EXERCISE DATA Block Start

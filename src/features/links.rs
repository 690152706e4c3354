//! Link annotation for cell text
//!
//! Rewrites known cell text into hyperlinks. A [`LinkRuleTable`] holds four
//! kinds of rules, applied in this order, each on the output of the previous:
//!
//! 1. **Citation**: numeric ids after a keyword (`PubMed: 12345`) become links
//!    to a lookup URL with the id appended
//! 2. **Substring**: a key found anywhere in the text is replaced by a link
//! 3. **Exact**: text equal to a key becomes a link
//! 4. **Prefix**: text starting with a URL prefix becomes a link labelled with
//!    the rule's display name; the longest matching prefix wins
//!
//! Steps 2 and 3 interact: once a substring rule has rewritten the text, an
//! exact rule for the unmodified text no longer fires.
//!
//! ## Example
//!
//! ```rust
//! use srctable::features::links::LinkRuleTable;
//!
//! let rules = LinkRuleTable::new().with_exact("GO", "https://example.org/go");
//! assert_eq!(
//!     rules.annotate("GO"),
//!     r#"<a href="https://example.org/go" target="_blank">GO</a>"#
//! );
//! assert_eq!(rules.annotate("GOA"), "GOA");
//! ```

use indexmap::IndexMap;
use lazy_static::lazy_static;
use regex::{Captures, Regex};

use crate::data::links::{
    CITATION_KEYWORD, CITATION_URL, EXACT_LINKS, PREFIX_LINKS, SUBSTRING_LINKS,
};
use crate::utils::error::{RenderError, RenderResult};

lazy_static! {
    /// Id pattern for the default citation keyword
    static ref PUBMED_PATTERN: Regex = Regex::new(r"PubMed.*? ([0-9]+)").unwrap();
    /// Maximal runs of digits
    static ref NUMBER: Regex = Regex::new(r"[0-9]+").unwrap();
}

/// Build an anchor opening in a new window
pub fn create_link(label: &str, url: &str) -> String {
    format!("<a href=\"{}\" target=\"_blank\">{}</a>", url, label)
}

/// How many occurrences a substring rule replaces
#[derive(Debug, Clone, Copy, PartialEq, Eq, Default)]
#[cfg_attr(feature = "data-loading", derive(serde::Deserialize))]
#[cfg_attr(feature = "data-loading", serde(rename_all = "lowercase"))]
pub enum Occurrence {
    #[default]
    All,
    First,
}

/// Links numeric citation ids that follow a keyword
#[derive(Debug, Clone)]
pub struct CitationRule {
    keyword: String,
    pattern: Regex,
    url_prefix: String,
}

impl CitationRule {
    /// Ids are the digit runs preceded by a space somewhere after `keyword`
    pub fn new(keyword: &str, url_prefix: &str) -> RenderResult<Self> {
        let pattern = Regex::new(&format!(r"{}.*? ([0-9]+)", regex::escape(keyword)))
            .map_err(|e| RenderError::link_rules(e.to_string()))?;
        Ok(CitationRule {
            keyword: keyword.to_string(),
            pattern,
            url_prefix: url_prefix.to_string(),
        })
    }

    /// `PubMed: <id>` linked to NCBI
    pub fn pubmed() -> Self {
        CitationRule {
            keyword: CITATION_KEYWORD.to_string(),
            pattern: PUBMED_PATTERN.clone(),
            url_prefix: CITATION_URL.to_string(),
        }
    }

    pub fn keyword(&self) -> &str {
        &self.keyword
    }

    /// Ids announced in `text`, first occurrence order, without duplicates
    pub fn ids<'t>(&self, text: &'t str) -> Vec<&'t str> {
        let mut ids: Vec<&'t str> = Vec::new();
        for caps in self.pattern.captures_iter(text) {
            if let Some(m) = caps.get(1) {
                if !ids.contains(&m.as_str()) {
                    ids.push(m.as_str());
                }
            }
        }
        ids
    }

    /// Link every whole-number occurrence of an announced id
    pub fn apply(&self, text: &str) -> String {
        if !text.contains(&self.keyword) {
            return text.to_string();
        }
        let ids = self.ids(text);
        if ids.is_empty() {
            return text.to_string();
        }

        NUMBER
            .replace_all(text, |caps: &Captures| {
                let number = &caps[0];
                if ids.contains(&number) {
                    create_link(number, &format!("{}{}", self.url_prefix, number))
                } else {
                    number.to_string()
                }
            })
            .into_owned()
    }
}

/// Key replaced wherever it occurs in the text
#[derive(Debug, Clone, PartialEq, Eq)]
pub struct SubstringRule {
    pub key: String,
    pub url: String,
    pub occurrence: Occurrence,
}

/// Whole-text link for text starting with a URL prefix
#[derive(Debug, Clone, PartialEq, Eq)]
pub struct PrefixRule {
    pub prefix: String,
    /// Link label shown instead of the URL
    pub label: String,
}

impl PrefixRule {
    /// The text has to be longer than the bare prefix
    pub fn matches(&self, text: &str) -> bool {
        text.len() > self.prefix.len() && text.starts_with(self.prefix.as_str())
    }
}

/// Read-only rule set consulted for every rendered cell
#[derive(Debug, Clone, Default)]
pub struct LinkRuleTable {
    citation: Option<CitationRule>,
    substring: Vec<SubstringRule>,
    exact: IndexMap<String, String>,
    /// Kept sorted by descending prefix length
    prefix: Vec<PrefixRule>,
}

impl LinkRuleTable {
    /// Empty table; annotation returns text unchanged
    pub fn new() -> Self {
        Self::default()
    }

    /// The catalog shipped with the tool
    pub fn builtin() -> Self {
        let mut table = LinkRuleTable::new().with_citation(CitationRule::pubmed());
        for (key, url) in SUBSTRING_LINKS {
            table.add_substring(key, url, Occurrence::All);
        }
        for (key, url) in EXACT_LINKS.entries() {
            table.add_exact(key, url);
        }
        for (prefix, label) in PREFIX_LINKS {
            table.add_prefix(prefix, label);
        }
        table
    }

    pub fn with_citation(mut self, rule: CitationRule) -> Self {
        self.citation = Some(rule);
        self
    }

    pub fn with_substring(mut self, key: &str, url: &str) -> Self {
        self.add_substring(key, url, Occurrence::All);
        self
    }

    pub fn with_exact(mut self, key: &str, url: &str) -> Self {
        self.add_exact(key, url);
        self
    }

    pub fn with_prefix(mut self, prefix: &str, label: &str) -> Self {
        self.add_prefix(prefix, label);
        self
    }

    pub fn add_substring(&mut self, key: &str, url: &str, occurrence: Occurrence) {
        self.substring.push(SubstringRule {
            key: key.to_string(),
            url: url.to_string(),
            occurrence,
        });
    }

    /// A repeated key replaces the earlier URL
    pub fn add_exact(&mut self, key: &str, url: &str) {
        self.exact.insert(key.to_string(), url.to_string());
    }

    /// Insert after every prefix of equal or greater length
    pub fn add_prefix(&mut self, prefix: &str, label: &str) {
        let pos = self
            .prefix
            .iter()
            .position(|r| r.prefix.len() < prefix.len())
            .unwrap_or(self.prefix.len());
        self.prefix.insert(
            pos,
            PrefixRule {
                prefix: prefix.to_string(),
                label: label.to_string(),
            },
        );
    }

    pub fn citation(&self) -> Option<&CitationRule> {
        self.citation.as_ref()
    }

    pub fn substring_rules(&self) -> &[SubstringRule] {
        &self.substring
    }

    pub fn exact_url(&self, key: &str) -> Option<&str> {
        self.exact.get(key).map(String::as_str)
    }

    /// Prefix rules in evaluation order
    pub fn prefix_rules(&self) -> &[PrefixRule] {
        &self.prefix
    }

    /// First prefix rule (in evaluation order) matching `text`
    pub fn matching_prefix(&self, text: &str) -> Option<&PrefixRule> {
        self.prefix.iter().find(|r| r.matches(text))
    }

    pub fn is_empty(&self) -> bool {
        self.citation.is_none()
            && self.substring.is_empty()
            && self.exact.is_empty()
            && self.prefix.is_empty()
    }

    /// Apply every rule to `text`. Text matching no rule comes back unchanged.
    pub fn annotate(&self, text: &str) -> String {
        let mut text = match self.citation {
            Some(ref rule) => rule.apply(text),
            None => text.to_string(),
        };

        for rule in &self.substring {
            if text.contains(rule.key.as_str()) {
                let link = create_link(&rule.key, &rule.url);
                text = match rule.occurrence {
                    Occurrence::All => text.replace(rule.key.as_str(), &link),
                    Occurrence::First => text.replacen(rule.key.as_str(), &link, 1),
                };
            }
        }

        if let Some(url) = self.exact.get(text.as_str()) {
            text = create_link(&text, url);
        }

        if let Some(rule) = self.matching_prefix(&text) {
            text = create_link(&rule.label, &text);
        }

        text
    }
}

/// Apply `rules` to `text`
pub fn annotate(text: &str, rules: &LinkRuleTable) -> String {
    rules.annotate(text)
}

#[cfg(feature = "data-loading")]
mod loading {
    //! Rule tables from TOML or JSON
    //!
    //! ```toml
    //! [citation]
    //! keyword = "PubMed"
    //! url_prefix = "https://www.ncbi.nlm.nih.gov/pubmed/"
    //!
    //! [exact]
    //! "GO" = "https://bioportal.bioontology.org/ontologies/GO"
    //!
    //! [[substring]]
    //! key = "data usage at HGD"
    //! url = "http://hymenopteragenome.org/data_usage_citing"
    //!
    //! [[prefix]]
    //! prefix = "https://ftp.uniprot.org"
    //! label = "UniProt FTP"
    //! ```

    use indexmap::IndexMap;
    use serde::Deserialize;

    use super::{CitationRule, LinkRuleTable, Occurrence};
    use crate::utils::error::{RenderError, RenderResult};

    #[derive(Debug, Deserialize)]
    struct CitationEntry {
        keyword: String,
        url_prefix: String,
    }

    #[derive(Debug, Deserialize)]
    struct SubstringEntry {
        key: String,
        url: String,
        #[serde(default)]
        occurrence: Occurrence,
    }

    #[derive(Debug, Deserialize)]
    struct PrefixEntry {
        prefix: String,
        label: String,
    }

    #[derive(Debug, Default, Deserialize)]
    #[serde(default)]
    struct RuleFile {
        citation: Option<CitationEntry>,
        substring: Vec<SubstringEntry>,
        exact: IndexMap<String, String>,
        prefix: Vec<PrefixEntry>,
    }

    impl RuleFile {
        fn into_table(self) -> RenderResult<LinkRuleTable> {
            let mut table = LinkRuleTable::new();
            if let Some(c) = self.citation {
                table = table.with_citation(CitationRule::new(&c.keyword, &c.url_prefix)?);
            }
            for s in self.substring {
                table.add_substring(&s.key, &s.url, s.occurrence);
            }
            for (key, url) in self.exact {
                table.add_exact(&key, &url);
            }
            for p in self.prefix {
                table.add_prefix(&p.prefix, &p.label);
            }
            Ok(table)
        }
    }

    impl LinkRuleTable {
        /// Parse a rule table from TOML
        pub fn from_toml_str(input: &str) -> RenderResult<Self> {
            let file: RuleFile =
                toml::from_str(input).map_err(|e| RenderError::link_rules(e.to_string()))?;
            file.into_table()
        }

        /// Parse a rule table from JSON
        pub fn from_json_str(input: &str) -> RenderResult<Self> {
            let file: RuleFile =
                serde_json::from_str(input).map_err(|e| RenderError::link_rules(e.to_string()))?;
            file.into_table()
        }
    }

}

EXERCISE DATA Block End

Copy out the lines of the data where the word "every" can be found.

TASK RESULT ▸
    /// Link every whole-number occurrence of an announced id
/// Read-only rule set consulted for every rendered cell
    /// Insert after every prefix of equal or greater length
    /// Apply every rule to `text`. Text matching no rule comes back unchanged.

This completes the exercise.